- Exercise material:

//! Manifest of the last synced state
//!
//! The manifest is loaded once at the start of a run, owned by the engine
//! for its duration, and saved at checkpoints and at the end. It is
//! persisted as TOML with one `[[entry]]` table per tracked path.

mod entry;

pub use entry::{EntryMode, ManifestEntry};

use std::collections::{BTreeMap, HashSet};
use std::fs::File;
use std::path::{Path, PathBuf};

use chrono::{DateTime, Utc};
use gpm_fs::{NormalizedPath, RobustnessConfig, checksum, io};
use semver::Version;
use serde::{Deserialize, Serialize};

use crate::blob::BlobId;
use crate::layout::RepoLayout;
use crate::{Error, Result};

/// Manifest format version written by this build
pub const MANIFEST_VERSION: &str = "1.0.0";

/// In-memory manifest keyed by relative path
#[derive(Debug, Clone)]
pub struct Manifest {
    version: Version,
    generation: u64,
    snapshot_generation: u64,
    blob_salt: String,
    updated_at: DateTime<Utc>,
    entries: BTreeMap<NormalizedPath, ManifestEntry>,
    dirty: bool,
    needs_write: bool,
}

#[derive(Serialize, Deserialize)]
struct ManifestFile {
    version: String,
    generation: u64,
    #[serde(default)]
    snapshot_generation: u64,
    blob_salt: String,
    updated_at: DateTime<Utc>,
    #[serde(default, rename = "entry")]
    entries: Vec<ManifestEntry>,
}

#[derive(Deserialize)]
struct VersionHeader {
    version: String,
}

impl Default for Manifest {
    fn default() -> Self {
        Self::new()
    }
}

impl Manifest {
    /// Create an empty manifest with a fresh random blob salt.
    pub fn new() -> Self {
        let salt: [u8; 16] = rand::random();
        Self::with_salt(salt.iter().map(|b| format!("{b:02x}")).collect::<String>())
    }

    /// Create an empty manifest with a fixed blob salt.
    pub fn with_salt(blob_salt: impl Into<String>) -> Self {
        Self {
            version: Version::new(1, 0, 0),
            generation: 0,
            snapshot_generation: 0,
            blob_salt: blob_salt.into(),
            updated_at: Utc::now(),
            entries: BTreeMap::new(),
            dirty: false,
            needs_write: false,
        }
    }

    pub fn generation(&self) -> u64 {
        self.generation
    }

    /// Generation of the encrypted snapshot this manifest last agreed with,
    /// either by writing it or by adopting it.
    pub fn snapshot_generation(&self) -> u64 {
        self.snapshot_generation
    }

    /// Whether changes were saved since the snapshot was last written.
    pub fn is_ahead_of_snapshot(&self) -> bool {
        self.generation != self.snapshot_generation
    }

    pub fn blob_salt(&self) -> &str {
        &self.blob_salt
    }

    pub fn updated_at(&self) -> DateTime<Utc> {
        self.updated_at
    }

    /// Whether the manifest changed since it was loaded or last saved.
    pub fn is_dirty(&self) -> bool {
        self.dirty
    }

    pub fn len(&self) -> usize {
        self.entries.len()
    }

    pub fn is_empty(&self) -> bool {
        self.entries.is_empty()
    }

    pub fn get(&self, path: &NormalizedPath) -> Option<&ManifestEntry> {
        self.entries.get(path)
    }

    /// Entries in path order.
    pub fn entries(&self) -> impl Iterator<Item = &ManifestEntry> {
        self.entries.values()
    }

    /// Insert or replace the entry for its path.
    pub fn insert(&mut self, entry: ManifestEntry) -> Option<ManifestEntry> {
        let previous = self.entries.insert(entry.path.clone(), entry.clone());
        if previous.as_ref() != Some(&entry) {
            self.dirty = true;
        }
        previous
    }

    pub fn remove(&mut self, path: &NormalizedPath) -> Option<ManifestEntry> {
        let removed = self.entries.remove(path);
        if removed.is_some() {
            self.dirty = true;
        }
        removed
    }

    /// Change the mode of an entry, leaving its content fields untouched.
    pub fn set_mode(&mut self, path: &NormalizedPath, mode: EntryMode) -> bool {
        match self.entries.get_mut(path) {
            Some(entry) if entry.mode != mode => {
                entry.mode = mode;
                self.dirty = true;
                true
            }
            Some(_) => true,
            None => false,
        }
    }

    /// Number of live (non-tombstoned) entries referencing `id`.
    pub fn live_refs(&self, id: &BlobId) -> usize {
        self.entries
            .values()
            .filter(|e| e.mode.is_live() && &e.blob_id == id)
            .count()
    }

    /// Every blob id referenced by any entry, tombstones included.
    pub fn referenced_blobs(&self) -> HashSet<BlobId> {
        self.entries.values().map(|e| e.blob_id.clone()).collect()
    }

    fn mark_saved(&mut self) {
        self.generation += 1;
        self.updated_at = Utc::now();
    }

    /// Take this manifest, read from a snapshot, as the local state.
    ///
    /// Live entries become `decrypt-pending`: this tree holds none of their
    /// plaintext yet, so an encrypt run must not read their absence as a
    /// deletion. The next save writes it without advancing the generation.
    pub(crate) fn adopt(&mut self) {
        for entry in self.entries.values_mut().filter(|e| e.mode.is_live()) {
            entry.mode = EntryMode::DecryptPending;
        }
        self.snapshot_generation = self.generation;
        self.needs_write = true;
    }

    /// Record that the snapshot now matches the current generation.
    pub(crate) fn mark_snapshot_written(&mut self) {
        if self.snapshot_generation != self.generation {
            self.snapshot_generation = self.generation;
            self.needs_write = true;
        }
    }

    /// Serialize to the on-disk TOML form.
    pub fn to_toml_string(&self) -> Result<String> {
        let file = ManifestFile {
            version: self.version.to_string(),
            generation: self.generation,
            snapshot_generation: self.snapshot_generation,
            blob_salt: self.blob_salt.clone(),
            updated_at: self.updated_at,
            entries: self.entries.values().cloned().collect(),
        };
        Ok(toml::to_string_pretty(&file)?)
    }

    /// Parse and validate the TOML form. `origin` names the source in errors.
    pub fn parse(content: &str, origin: &Path) -> Result<Self> {
        let corrupt = |reason: String| Error::ManifestCorrupt {
            path: origin.to_path_buf(),
            reason,
        };

        let header: VersionHeader =
            toml::from_str(content).map_err(|e| corrupt(e.message().to_string()))?;
        let version = Version::parse(&header.version)
            .map_err(|e| corrupt(format!("invalid version '{}': {}", header.version, e)))?;
        if version.major != 1 {
            return Err(Error::ManifestVersion {
                path: origin.to_path_buf(),
                found: version.to_string(),
                supported: MANIFEST_VERSION.to_string(),
            });
        }

        let file: ManifestFile =
            toml::from_str(content).map_err(|e| corrupt(e.message().to_string()))?;
        if file.blob_salt.is_empty() {
            return Err(corrupt("empty blob_salt".into()));
        }

        let mut entries = BTreeMap::new();
        for entry in file.entries {
            if !checksum::is_valid_checksum(&entry.content_hash) {
                return Err(corrupt(format!(
                    "malformed content hash for '{}'",
                    entry.path
                )));
            }
            let path = entry.path.clone();
            if entries.insert(path.clone(), entry).is_some() {
                return Err(corrupt(format!("duplicate path '{}'", path)));
            }
        }

        Ok(Self {
            version,
            generation: file.generation,
            snapshot_generation: file.snapshot_generation,
            blob_salt: file.blob_salt,
            updated_at: file.updated_at,
            entries,
            dirty: false,
            needs_write: false,
        })
    }
}

/// Exclusive lock held for the duration of a run.
///
/// Released when dropped.
#[derive(Debug)]
pub struct RunLock {
    _file: File,
    path: PathBuf,
}

impl RunLock {
    pub fn path(&self) -> &Path {
        &self.path
    }
}

/// Loads and saves the local manifest of a working tree
#[derive(Debug, Clone)]
pub struct ManifestStore {
    path: PathBuf,
    lock_path: PathBuf,
    robustness: RobustnessConfig,
}

impl ManifestStore {
    pub fn new(layout: &RepoLayout, robustness: RobustnessConfig) -> Self {
        Self {
            path: layout.manifest_path(),
            lock_path: layout.run_lock_path(),
            robustness,
        }
    }

    pub fn path(&self) -> &Path {
        &self.path
    }

    pub fn exists(&self) -> bool {
        self.path.is_file()
    }

    /// Load the manifest, or an empty one on first run.
    ///
    /// # Errors
    ///
    /// A manifest that exists but cannot be parsed or validated is
    /// `ManifestCorrupt`; it is never treated as empty.
    pub fn load(&self) -> Result<Manifest> {
        match io::read_text(&NormalizedPath::new(&self.path)) {
            Ok(content) => Manifest::parse(&content, &self.path),
            Err(e) if e.is_not_found() => {
                tracing::debug!(path = %self.path.display(), "No manifest found, starting empty");
                Ok(Manifest::new())
            }
            Err(e) => Err(e.into()),
        }
    }

    /// Persist the manifest atomically.
    ///
    /// The generation advances only when the content changed; an unchanged
    /// manifest is not rewritten if it already exists on disk.
    pub fn save(&self, manifest: &mut Manifest) -> Result<()> {
        if !manifest.dirty && !manifest.needs_write && self.exists() {
            return Ok(());
        }
        let mut next = manifest.clone();
        if manifest.is_dirty() {
            next.mark_saved();
        }
        let content = next.to_toml_string()?;
        io::write_atomic(&NormalizedPath::new(&self.path), content.as_bytes(), self.robustness)?;

        manifest.generation = next.generation;
        manifest.updated_at = next.updated_at;
        manifest.dirty = false;
        manifest.needs_write = false;
        tracing::debug!(
            path = %self.path.display(),
            generation = manifest.generation,
            entries = manifest.len(),
            "Saved manifest"
        );
        Ok(())
    }

    /// Take the run lock without waiting.
    ///
    /// # Errors
    ///
    /// `Locked` if another run holds it.
    pub fn lock(&self) -> Result<RunLock> {
        match io::try_lock(&self.lock_path)? {
            Some(file) => Ok(RunLock {
                _file: file,
                path: self.lock_path.clone(),
            }),
            None => Err(Error::Locked {
                path: self.lock_path.clone(),
            }),
        }
    }
}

- Exercise brief: Take exactly the lines from the one containing "the manifest atomically." through the one containing "pub fn save(&self, manifest: &mut" in the data above, and output them with nothing added.

- Result for this task:
    /// Persist the manifest atomically.
    ///
    /// The generation advances only when the content changed; an unchanged
    /// manifest is not rewritten if it already exists on disk.
    pub fn save(&self, manifest: &mut Manifest) -> Result<()> {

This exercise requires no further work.